What the exercise asks ▸ Nothing but a number is wanted here: the count of lines in the data holding the word "daily".

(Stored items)
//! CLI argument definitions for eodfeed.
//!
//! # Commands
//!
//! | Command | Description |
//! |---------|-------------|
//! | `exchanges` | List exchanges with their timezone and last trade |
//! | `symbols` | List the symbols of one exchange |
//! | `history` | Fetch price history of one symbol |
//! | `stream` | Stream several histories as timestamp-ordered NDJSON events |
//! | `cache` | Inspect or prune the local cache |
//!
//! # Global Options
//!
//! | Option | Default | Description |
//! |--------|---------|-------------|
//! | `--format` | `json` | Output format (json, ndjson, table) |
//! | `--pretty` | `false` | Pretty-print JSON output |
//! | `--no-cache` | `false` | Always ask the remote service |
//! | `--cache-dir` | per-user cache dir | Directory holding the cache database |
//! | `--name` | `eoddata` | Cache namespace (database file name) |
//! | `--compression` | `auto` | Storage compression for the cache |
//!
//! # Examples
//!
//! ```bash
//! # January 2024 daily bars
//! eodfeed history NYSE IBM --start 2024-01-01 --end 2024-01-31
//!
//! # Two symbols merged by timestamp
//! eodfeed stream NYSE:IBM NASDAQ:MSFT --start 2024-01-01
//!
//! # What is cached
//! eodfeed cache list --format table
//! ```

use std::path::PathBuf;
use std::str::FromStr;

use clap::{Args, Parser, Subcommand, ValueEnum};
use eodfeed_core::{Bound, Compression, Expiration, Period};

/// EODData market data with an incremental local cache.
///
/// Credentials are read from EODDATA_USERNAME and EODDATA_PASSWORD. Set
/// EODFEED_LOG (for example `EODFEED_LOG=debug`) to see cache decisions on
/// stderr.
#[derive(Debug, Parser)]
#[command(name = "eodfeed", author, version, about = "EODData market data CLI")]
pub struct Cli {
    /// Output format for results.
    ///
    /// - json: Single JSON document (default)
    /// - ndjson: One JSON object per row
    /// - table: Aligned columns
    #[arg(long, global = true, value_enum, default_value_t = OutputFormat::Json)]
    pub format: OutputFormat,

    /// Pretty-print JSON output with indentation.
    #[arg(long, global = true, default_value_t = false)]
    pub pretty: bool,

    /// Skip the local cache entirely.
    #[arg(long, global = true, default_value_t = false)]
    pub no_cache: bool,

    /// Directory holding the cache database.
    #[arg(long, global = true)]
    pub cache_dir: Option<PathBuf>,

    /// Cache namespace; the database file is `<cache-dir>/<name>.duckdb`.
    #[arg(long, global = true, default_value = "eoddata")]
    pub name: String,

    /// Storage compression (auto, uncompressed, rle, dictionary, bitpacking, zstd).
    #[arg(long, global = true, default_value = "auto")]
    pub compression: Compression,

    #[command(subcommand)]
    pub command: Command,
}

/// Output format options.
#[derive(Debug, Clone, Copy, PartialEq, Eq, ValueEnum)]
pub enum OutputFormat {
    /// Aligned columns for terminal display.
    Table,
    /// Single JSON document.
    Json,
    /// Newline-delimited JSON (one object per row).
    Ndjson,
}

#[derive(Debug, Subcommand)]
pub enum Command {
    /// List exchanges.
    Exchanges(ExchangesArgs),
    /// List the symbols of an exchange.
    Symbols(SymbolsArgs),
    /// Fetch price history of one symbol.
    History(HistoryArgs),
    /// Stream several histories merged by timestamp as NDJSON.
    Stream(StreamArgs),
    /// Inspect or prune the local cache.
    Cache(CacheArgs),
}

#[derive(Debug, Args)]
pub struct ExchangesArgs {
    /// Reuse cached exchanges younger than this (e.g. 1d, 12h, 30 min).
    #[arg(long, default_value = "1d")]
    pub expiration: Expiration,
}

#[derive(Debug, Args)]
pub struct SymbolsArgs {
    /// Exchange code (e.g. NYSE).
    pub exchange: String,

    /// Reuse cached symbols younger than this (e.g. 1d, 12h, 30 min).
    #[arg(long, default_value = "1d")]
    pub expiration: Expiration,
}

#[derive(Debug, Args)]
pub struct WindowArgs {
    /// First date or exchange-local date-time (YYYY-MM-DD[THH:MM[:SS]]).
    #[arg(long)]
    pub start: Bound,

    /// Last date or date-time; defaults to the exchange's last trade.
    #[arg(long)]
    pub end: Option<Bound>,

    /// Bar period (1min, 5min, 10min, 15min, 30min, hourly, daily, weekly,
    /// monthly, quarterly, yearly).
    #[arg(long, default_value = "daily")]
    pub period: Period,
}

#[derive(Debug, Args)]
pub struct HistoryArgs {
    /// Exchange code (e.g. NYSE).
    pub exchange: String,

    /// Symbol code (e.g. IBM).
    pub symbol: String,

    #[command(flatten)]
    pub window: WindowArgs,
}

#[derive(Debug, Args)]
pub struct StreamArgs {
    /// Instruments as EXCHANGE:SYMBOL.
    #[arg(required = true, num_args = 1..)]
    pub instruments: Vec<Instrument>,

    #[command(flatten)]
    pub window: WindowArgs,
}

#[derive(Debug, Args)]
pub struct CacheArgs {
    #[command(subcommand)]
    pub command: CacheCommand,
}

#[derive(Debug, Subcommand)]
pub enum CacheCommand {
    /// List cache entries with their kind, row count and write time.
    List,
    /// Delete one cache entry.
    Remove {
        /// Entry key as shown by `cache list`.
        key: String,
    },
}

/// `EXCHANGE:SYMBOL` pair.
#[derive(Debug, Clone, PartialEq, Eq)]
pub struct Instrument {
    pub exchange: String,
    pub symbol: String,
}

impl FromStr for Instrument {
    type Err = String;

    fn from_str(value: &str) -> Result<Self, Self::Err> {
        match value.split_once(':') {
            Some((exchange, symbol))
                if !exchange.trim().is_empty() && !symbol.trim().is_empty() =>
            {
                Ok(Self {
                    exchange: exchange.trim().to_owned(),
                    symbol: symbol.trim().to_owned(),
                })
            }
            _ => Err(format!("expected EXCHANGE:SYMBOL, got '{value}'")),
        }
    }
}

Expected answer ▸ 3